General and Modular Route to (Halo)alkyl BCP-Heteroaryls Enabled by α‑Aminoalkyl Radical-Mediated Halogen-Atom Transfer

Synthesis of bicyclo[1.1.1]­pentane (BCP) heteroaryls continues to be a part of the most important tasks in organic synthesis because they are a significant class of bioisosteres with universal applications in drug discovery. However, the substrate scope of current multicomponent reactions is limited to tertiary alkyl radicals and prefunctionalized (het)­arenes due to their intrinsic mechanisms, resulting in a decrease in the application value. Herein, we report a straightforward alternative for the synthesis of (halo)­alkyl BCP-heteroaryls from [1.1.1]­propellane enabled by α-aminoalkyl radical-mediated halogen-atom transfer (XAT). Carbon radicals derived from commonly available precursors such as primary, secondary, and tertiary alkyl halides and polyhalides perform additions onto [1.1.1]­propellane to give BCP radicals, which then engage in C–H/C–C couplings with different heteroarenes.
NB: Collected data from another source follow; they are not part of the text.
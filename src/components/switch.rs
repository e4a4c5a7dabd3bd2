use super::{text, Component, Draft, Field};
use crate::core::distributor::DistributorPart;
use crate::core::error::Result;
use crate::core::footprint::{ArtifactKind, Resolver};
use crate::core::identity::{build_ipn, ComponentFamily};

pub const FIELDS: &[Field] = &[text("package")];

const TACTILE: &str = "Tactile Switches";

pub(crate) fn from_distributor_part(
    part: &DistributorPart,
    resolver: &mut dyn Resolver,
) -> Result<Option<Component>> {
    let mut draft = Draft::from_part(ComponentFamily::Switch, part);
    let circuit = part.param("Circuit").unwrap_or("");
    let tactile = part.subcategory() == TACTILE;

    draft.set(
        "IPN",
        build_ipn(&["SW", draft.get("manufacturer"), part.mpn.as_str()]),
    );
    draft.set(
        "description",
        format!(
            "{} {} {}switch, {}",
            draft.get("manufacturer"),
            part.series,
            if tactile { "tactile " } else { "" },
            circuit
        ),
    );
    draft.set("keywords", if tactile { "button push" } else { "" });
    draft.set("value", "${MPN}");
    draft.set(
        "kicad_symbol",
        resolver.resolve_unknown(&part.dpn, ArtifactKind::Symbol),
    );
    draft.set(
        "kicad_footprint",
        resolver.resolve_unknown(&part.dpn, ArtifactKind::Footprint),
    );
    draft.set("package", &part.series);

    draft.finish().map(Some)
}

#[cfg(test)]
mod tests {
    use super::*;
    use crate::components::test_support::part;
    use crate::core::footprint::ScriptedResolver;

    fn switch(subcategory: &str) -> DistributorPart {
        let mut p = part(
            "Switches",
            subcategory,
            "C&K",
            "PTS645SM43SMTR92 LFS",
            "CKN9112CT-ND",
            &[("Circuit", "SPST-NO"), ("Switch Function", "Off-Mom")],
        );
        p.series = "PTS645".to_string();
        p
    }

    #[test]
    fn test_tactile_switch() {
        let mut resolver = ScriptedResolver::new(["Switch:SW_Push", "Button_Switch_SMD:SW_SPST_PTS645"]);
        let comp = from_distributor_part(&switch(TACTILE), &mut resolver)
            .unwrap()
            .unwrap();

        assert_eq!(comp.ipn(), "SW_C&K_PTS645SM43SMTR92LFS");
        assert_eq!(
            comp.get("description"),
            Some("C&K PTS645 tactile switch, SPST-NO")
        );
        assert_eq!(comp.get("keywords"), Some("button push"));
        assert_eq!(comp.get("package"), Some("PTS645"));
        assert_eq!(comp.get("kicad_symbol"), Some("Switch:SW_Push"));
        assert_eq!(
            comp.get("kicad_footprint"),
            Some("Button_Switch_SMD:SW_SPST_PTS645")
        );
    }

    #[test]
    fn test_other_switch() {
        let mut resolver = ScriptedResolver::default();
        let comp = from_distributor_part(&switch("Slide Switches"), &mut resolver)
            .unwrap()
            .unwrap();
        assert_eq!(comp.get("description"), Some("C&K PTS645 switch, SPST-NO"));
        assert_eq!(comp.get("keywords"), Some(""));
    }
}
A wide range of (halo)­alkyl BCP-heteroaryls is easily constructed in moderate-to-good yields. Late-stage functionalization performed on approved drug derivatives proceeds with good efficiency to produce the corresponding BCP-heteroaryls. The control experiments and density functional theory (DFT) calculations reveal the radical nature of the multicomponent reaction. This approach not only verifies the application of the halogen-atom transfer (XAT) strategy but also provides a practical and efficient route to multifunctionalized BCPs, which significantly expands the range of BCP-heteroaryl-type bioisosteres for applications in drug development.